> **DIRECTIONS FOR THIS TASK**: The string "anyhow" may appear in lines of the entries below. Report how many lines hold it, with only the number.

> **RECORDS FOR PROCESSING**:
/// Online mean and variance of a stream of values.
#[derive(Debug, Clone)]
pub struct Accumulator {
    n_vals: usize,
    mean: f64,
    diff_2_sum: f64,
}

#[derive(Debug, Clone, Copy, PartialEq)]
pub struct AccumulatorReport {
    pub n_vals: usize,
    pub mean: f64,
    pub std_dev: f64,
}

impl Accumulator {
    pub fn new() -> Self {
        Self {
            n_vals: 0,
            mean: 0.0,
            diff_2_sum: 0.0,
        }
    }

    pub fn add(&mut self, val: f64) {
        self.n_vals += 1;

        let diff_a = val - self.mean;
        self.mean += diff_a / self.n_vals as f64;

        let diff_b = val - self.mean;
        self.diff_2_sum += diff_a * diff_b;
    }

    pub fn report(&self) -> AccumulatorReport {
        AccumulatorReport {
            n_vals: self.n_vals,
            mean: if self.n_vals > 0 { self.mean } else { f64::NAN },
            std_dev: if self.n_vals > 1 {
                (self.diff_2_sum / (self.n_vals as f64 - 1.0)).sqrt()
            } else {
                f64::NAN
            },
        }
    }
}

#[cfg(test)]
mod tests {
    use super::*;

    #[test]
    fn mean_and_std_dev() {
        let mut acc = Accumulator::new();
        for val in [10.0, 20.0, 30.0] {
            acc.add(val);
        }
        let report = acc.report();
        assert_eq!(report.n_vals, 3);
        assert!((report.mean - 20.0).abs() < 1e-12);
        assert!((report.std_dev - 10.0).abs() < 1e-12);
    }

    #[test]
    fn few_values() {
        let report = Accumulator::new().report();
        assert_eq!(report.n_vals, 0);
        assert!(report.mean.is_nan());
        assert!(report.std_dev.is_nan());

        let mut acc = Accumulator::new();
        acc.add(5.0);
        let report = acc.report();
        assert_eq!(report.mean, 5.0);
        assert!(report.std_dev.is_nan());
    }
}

* * *

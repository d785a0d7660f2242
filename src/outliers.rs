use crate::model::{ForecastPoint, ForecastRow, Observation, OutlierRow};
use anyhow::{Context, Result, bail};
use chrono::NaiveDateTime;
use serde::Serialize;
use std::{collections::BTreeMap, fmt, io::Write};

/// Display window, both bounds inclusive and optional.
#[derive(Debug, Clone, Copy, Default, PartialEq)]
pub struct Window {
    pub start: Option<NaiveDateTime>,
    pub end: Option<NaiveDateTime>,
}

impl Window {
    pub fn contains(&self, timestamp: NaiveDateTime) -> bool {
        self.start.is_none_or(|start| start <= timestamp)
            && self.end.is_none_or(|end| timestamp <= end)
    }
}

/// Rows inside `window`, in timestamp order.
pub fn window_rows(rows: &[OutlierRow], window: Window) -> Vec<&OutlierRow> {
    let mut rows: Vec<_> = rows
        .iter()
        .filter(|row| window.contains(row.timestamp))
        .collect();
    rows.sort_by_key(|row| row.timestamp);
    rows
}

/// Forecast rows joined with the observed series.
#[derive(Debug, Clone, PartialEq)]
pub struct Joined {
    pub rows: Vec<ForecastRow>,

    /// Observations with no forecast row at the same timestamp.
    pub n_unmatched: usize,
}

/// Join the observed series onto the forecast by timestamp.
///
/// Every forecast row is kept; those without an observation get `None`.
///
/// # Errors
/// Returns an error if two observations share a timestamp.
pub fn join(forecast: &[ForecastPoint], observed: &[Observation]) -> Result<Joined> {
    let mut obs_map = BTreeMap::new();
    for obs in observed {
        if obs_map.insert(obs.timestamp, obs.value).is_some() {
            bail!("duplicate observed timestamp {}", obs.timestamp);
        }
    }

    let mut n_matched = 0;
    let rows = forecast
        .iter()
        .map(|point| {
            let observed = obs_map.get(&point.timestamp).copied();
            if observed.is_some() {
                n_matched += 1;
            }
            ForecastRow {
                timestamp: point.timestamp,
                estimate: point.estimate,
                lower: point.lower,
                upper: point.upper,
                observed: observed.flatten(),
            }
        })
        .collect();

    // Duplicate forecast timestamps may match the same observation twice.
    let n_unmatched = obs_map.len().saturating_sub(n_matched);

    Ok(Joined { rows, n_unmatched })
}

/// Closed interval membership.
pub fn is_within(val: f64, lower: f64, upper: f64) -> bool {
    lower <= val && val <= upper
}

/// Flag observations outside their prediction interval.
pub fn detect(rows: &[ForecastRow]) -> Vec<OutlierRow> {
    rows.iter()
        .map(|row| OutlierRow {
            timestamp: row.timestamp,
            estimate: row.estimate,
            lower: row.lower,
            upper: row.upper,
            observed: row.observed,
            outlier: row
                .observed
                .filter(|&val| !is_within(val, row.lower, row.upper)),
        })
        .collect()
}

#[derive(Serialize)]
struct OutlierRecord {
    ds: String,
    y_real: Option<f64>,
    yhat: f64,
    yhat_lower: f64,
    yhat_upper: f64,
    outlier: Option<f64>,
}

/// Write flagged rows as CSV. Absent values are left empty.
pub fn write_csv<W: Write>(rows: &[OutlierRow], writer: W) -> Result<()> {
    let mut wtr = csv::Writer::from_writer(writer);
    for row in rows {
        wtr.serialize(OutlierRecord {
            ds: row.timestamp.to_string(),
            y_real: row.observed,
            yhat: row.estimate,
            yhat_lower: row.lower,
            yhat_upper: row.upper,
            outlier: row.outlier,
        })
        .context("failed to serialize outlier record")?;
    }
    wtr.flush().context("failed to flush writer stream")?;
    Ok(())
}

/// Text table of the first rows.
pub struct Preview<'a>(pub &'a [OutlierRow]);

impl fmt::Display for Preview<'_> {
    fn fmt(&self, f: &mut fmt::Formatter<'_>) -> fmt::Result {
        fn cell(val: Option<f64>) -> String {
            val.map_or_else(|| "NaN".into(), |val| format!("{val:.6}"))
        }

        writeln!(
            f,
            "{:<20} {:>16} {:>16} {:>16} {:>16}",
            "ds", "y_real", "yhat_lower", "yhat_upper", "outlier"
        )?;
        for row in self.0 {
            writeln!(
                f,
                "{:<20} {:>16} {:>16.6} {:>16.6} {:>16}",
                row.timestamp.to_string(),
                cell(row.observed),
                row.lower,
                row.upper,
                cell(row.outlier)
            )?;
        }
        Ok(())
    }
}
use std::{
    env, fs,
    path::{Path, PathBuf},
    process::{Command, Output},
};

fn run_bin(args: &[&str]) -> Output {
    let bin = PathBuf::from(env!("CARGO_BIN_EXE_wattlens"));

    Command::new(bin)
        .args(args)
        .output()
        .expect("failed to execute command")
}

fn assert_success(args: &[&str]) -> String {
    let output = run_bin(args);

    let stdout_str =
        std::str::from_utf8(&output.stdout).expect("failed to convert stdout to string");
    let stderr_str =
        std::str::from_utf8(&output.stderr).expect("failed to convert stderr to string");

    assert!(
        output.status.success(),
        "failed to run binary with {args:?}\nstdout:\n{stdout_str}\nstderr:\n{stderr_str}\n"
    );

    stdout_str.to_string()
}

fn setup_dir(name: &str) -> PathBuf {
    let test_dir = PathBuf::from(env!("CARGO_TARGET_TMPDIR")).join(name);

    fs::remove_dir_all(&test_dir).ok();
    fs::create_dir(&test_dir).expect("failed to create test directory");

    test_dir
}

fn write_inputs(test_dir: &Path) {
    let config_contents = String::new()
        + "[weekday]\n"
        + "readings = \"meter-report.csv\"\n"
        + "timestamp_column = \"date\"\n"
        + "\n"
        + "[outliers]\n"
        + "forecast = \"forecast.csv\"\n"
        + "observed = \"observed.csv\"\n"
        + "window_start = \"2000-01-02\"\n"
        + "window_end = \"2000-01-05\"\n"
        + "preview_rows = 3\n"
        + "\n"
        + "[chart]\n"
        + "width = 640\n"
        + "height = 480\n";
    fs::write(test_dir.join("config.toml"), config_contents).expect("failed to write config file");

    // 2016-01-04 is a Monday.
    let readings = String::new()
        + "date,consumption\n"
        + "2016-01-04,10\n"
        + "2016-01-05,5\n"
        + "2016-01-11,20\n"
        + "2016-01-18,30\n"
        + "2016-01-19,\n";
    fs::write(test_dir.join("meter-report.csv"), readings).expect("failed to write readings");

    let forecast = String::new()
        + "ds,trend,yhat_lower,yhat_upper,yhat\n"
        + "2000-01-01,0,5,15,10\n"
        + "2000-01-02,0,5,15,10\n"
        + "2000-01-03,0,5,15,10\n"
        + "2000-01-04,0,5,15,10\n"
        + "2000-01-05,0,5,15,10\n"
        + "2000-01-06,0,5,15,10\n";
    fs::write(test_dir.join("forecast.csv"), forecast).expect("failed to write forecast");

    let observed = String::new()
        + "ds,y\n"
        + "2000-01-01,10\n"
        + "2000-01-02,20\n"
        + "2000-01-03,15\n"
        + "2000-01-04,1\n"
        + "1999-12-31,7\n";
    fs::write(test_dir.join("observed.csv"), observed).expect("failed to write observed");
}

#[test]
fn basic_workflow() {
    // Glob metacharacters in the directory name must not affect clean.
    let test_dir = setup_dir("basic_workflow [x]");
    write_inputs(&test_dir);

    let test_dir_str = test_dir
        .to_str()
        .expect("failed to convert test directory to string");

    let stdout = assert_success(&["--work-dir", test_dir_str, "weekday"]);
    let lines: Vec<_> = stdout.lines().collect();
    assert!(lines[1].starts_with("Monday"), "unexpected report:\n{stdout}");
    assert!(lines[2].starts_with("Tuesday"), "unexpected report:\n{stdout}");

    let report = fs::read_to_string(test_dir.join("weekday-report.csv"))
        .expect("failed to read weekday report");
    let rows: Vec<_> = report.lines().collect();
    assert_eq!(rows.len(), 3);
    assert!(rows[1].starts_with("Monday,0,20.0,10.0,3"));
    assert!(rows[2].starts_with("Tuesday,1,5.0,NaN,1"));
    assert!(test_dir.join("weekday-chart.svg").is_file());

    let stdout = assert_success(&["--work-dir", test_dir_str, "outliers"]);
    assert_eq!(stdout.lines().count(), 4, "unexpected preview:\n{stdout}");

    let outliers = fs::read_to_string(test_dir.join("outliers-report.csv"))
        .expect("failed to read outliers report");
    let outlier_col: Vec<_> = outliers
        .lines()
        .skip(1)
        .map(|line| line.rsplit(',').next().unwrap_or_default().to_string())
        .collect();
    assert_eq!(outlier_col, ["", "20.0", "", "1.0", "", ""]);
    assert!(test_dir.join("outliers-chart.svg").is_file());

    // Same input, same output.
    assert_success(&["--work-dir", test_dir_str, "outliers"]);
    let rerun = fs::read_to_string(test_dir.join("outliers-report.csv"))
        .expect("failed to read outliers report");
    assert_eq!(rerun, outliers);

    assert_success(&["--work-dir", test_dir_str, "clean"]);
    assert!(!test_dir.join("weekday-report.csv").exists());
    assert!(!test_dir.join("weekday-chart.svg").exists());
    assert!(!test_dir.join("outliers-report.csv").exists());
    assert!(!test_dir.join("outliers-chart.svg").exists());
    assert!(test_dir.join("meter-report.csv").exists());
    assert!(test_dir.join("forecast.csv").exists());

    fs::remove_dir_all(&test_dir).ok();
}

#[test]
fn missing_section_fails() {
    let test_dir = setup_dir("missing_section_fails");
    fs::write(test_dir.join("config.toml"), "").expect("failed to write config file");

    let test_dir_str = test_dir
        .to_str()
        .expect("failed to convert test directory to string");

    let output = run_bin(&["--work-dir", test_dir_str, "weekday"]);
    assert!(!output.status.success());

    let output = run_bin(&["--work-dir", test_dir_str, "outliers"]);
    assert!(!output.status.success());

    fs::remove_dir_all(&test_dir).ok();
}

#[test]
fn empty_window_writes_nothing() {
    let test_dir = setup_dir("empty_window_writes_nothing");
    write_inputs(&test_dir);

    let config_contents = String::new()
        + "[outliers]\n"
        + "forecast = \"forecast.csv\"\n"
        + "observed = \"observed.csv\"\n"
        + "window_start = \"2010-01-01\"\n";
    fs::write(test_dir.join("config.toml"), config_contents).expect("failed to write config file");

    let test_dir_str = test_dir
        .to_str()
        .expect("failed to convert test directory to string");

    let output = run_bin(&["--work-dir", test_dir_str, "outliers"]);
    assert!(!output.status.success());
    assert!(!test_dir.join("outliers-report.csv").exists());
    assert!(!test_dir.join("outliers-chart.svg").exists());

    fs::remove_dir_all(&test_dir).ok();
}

...

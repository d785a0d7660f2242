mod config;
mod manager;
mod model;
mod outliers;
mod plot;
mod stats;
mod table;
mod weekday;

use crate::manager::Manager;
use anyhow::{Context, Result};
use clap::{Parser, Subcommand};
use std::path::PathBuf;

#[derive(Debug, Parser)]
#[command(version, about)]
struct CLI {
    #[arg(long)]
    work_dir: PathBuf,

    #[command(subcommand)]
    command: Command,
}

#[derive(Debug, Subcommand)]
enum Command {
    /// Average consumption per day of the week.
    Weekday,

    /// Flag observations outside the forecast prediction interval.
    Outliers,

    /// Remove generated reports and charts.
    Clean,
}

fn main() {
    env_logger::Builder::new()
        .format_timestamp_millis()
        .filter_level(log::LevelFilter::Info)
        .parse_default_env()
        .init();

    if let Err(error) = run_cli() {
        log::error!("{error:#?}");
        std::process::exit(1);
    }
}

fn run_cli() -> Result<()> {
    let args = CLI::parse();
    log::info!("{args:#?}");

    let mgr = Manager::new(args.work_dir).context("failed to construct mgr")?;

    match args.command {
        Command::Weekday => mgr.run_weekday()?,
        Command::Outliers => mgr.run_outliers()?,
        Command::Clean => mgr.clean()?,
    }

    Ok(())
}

> **RESULT**: 2